Die vertikale Stadt

Stadtleben | aus FALTER 11/10 vom 17.03.2010

Weltweit protzen moderne Städte mit ihren Skylines. Wien hat gleich zwei davon. Über den urbanen Drang nach dem Größer und Höher

Reportage: Joseph Gepp

Wien ist eine Stadt, in der der Blick normalerweise an kleinen Dingen haften bleibt, an einem verspielten Dachgesims, einem ornamentenreichen Erker, einer altertümlichen Geschäftsaufschrift.

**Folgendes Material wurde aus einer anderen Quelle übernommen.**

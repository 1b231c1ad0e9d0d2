pub mod settings;

use crate::{
    coord::Coord,
    triangle::{Triangle, TriangleId, VertexId},
    utils::orient,
    Scalar,
};
use serde::{Deserialize, Serialize};

/// Mesh vertex.
#[derive(Debug, Default, Copy, Clone, PartialEq, Serialize, Deserialize)]
pub struct Vertex {
    /// Index of this vertex in mesh vertex table.
    pub id: VertexId,
    /// Position in image space.
    pub point: Coord,
    /// True if vertex comes from the contour.
    #[serde(default)]
    pub boundary: bool,
}

/// Triangulated coloring mesh.
///
/// Triangles are counter-clockwise (positive cross product) and reference vertices by their
/// index in the vertex table.
#[derive(Debug, Default, Clone, PartialEq, Serialize, Deserialize)]
pub struct ColoringMesh {
    /// List of vertices.
    pub vertices: Vec<Vertex>,
    /// List of triangles.
    pub triangles: Vec<Triangle>,
}

impl ColoringMesh {
    /// Creates mesh from raw points and index triples, compacting unused points away.
    ///
    /// # Arguments
    /// * `points` - Point positions.
    /// * `boundary` - Number of leading points that come from the contour.
    /// * `triangles` - Index triples into `points`.
    pub(crate) fn bake(points: &[Coord], boundary: usize, triangles: &[[usize; 3]]) -> Self {
        let mut mapping = vec![None; points.len()];
        let mut vertices = Vec::with_capacity(points.len());
        let triangles = triangles
            .iter()
            .map(|t| {
                let mut ids = [0; 3];
                for (id, index) in ids.iter_mut().zip(t.iter()) {
                    *id = *mapping[*index].get_or_insert_with(|| {
                        vertices.push(Vertex {
                            id: vertices.len(),
                            point: points[*index],
                            boundary: *index < boundary,
                        });
                        vertices.len() - 1
                    });
                }
                Triangle::from(ids)
            })
            .collect::<Vec<_>>();
        Self {
            vertices,
            triangles,
        }
    }

    pub fn is_empty(&self) -> bool {
        self.triangles.is_empty()
    }

    /// Returns vertex positions of a triangle, `None` for unknown triangle or vertex ids.
    pub fn triangle_points(&self, id: TriangleId) -> Option<[Coord; 3]> {
        let t = self.triangles.get(id)?;
        Some([
            self.vertices.get(t.a)?.point,
            self.vertices.get(t.b)?.point,
            self.vertices.get(t.c)?.point,
        ])
    }

    pub fn centroid(&self, id: TriangleId) -> Option<Coord> {
        self.triangle_points(id)
            .map(|[a, b, c]| Coord::centroid(a, b, c))
    }

    /// Signed triangle area, positive for counter-clockwise triangles.
    pub fn area(&self, id: TriangleId) -> Option<Scalar> {
        self.triangle_points(id)
            .map(|[a, b, c]| (orient(a, b, c) * 0.5) as Scalar)
    }

    /// Returns iterator over `(triangle id, centroid)`.
    pub fn centroids(&self) -> impl Iterator<Item = (TriangleId, Coord)> + '_ {
        (0..self.triangles.len()).filter_map(move |id| Some((id, self.centroid(id)?)))
    }

    /// Sum of all triangle areas.
    pub fn total_area(&self) -> Scalar {
        (0..self.triangles.len())
            .filter_map(|id| self.triangle_points(id))
            .map(|[a, b, c]| orient(a, b, c) * 0.5)
            .sum::<f64>() as Scalar
    }

    /// Axis aligned bounds of all vertices: `(min, max)`.
    pub fn bounds(&self) -> Option<(Coord, Coord)> {
        let first = self.vertices.first()?.point;
        Some(self.vertices.iter().fold((first, first), |(min, max), v| {
            (
                Coord::new(min.x.min(v.point.x), min.y.min(v.point.y)),
                Coord::new(max.x.max(v.point.x), max.y.max(v.point.y)),
            )
        }))
    }

    /// Returns iterator over unique undirected edges as vertex id pairs `(lower, higher)`.
    pub fn edges(&self) -> impl Iterator<Item = (VertexId, VertexId)> {
        let mut edges = self
            .triangles
            .iter()
            .flat_map(|t| t.edges())
            .map(|(a, b)| (a.min(b), a.max(b)))
            .collect::<Vec<_>>();
        edges.sort_unstable();
        edges.dedup();
        edges.into_iter()
    }

    pub fn boundary_vertices_count(&self) -> usize {
        self.vertices.iter().filter(|v| v.boundary).count()
    }

    pub fn interior_vertices_count(&self) -> usize {
        self.vertices.len() - self.boundary_vertices_count()
    }
}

Am Donaukanal bei der Taborstraße aber strebt der Blick nach oben, in Richtung großer, vertikaler, spiegelglatter Flächen. Links steht Hans Holleins Media Tower aus dem Jahr 2000, 71 Meter hoch, gekrönt von einer blitzenden News-Werbung. Rechts, noch hinter Bauzäunen, steht der neue Turm des französischen Stararchitekten Jean Nouvel, 75 Meter. Dazwischen fühlt man sich wie eingekeilt zwischen zwei besoffenen Riesen, die einander abstützen – und sich von der dahinterliegenden Leopoldstädter Gründerzeitarchitektur ebenso unterscheiden wie von der uniformen Nachkriegstristesse des gegenüberliegenden Schwedenplatzes.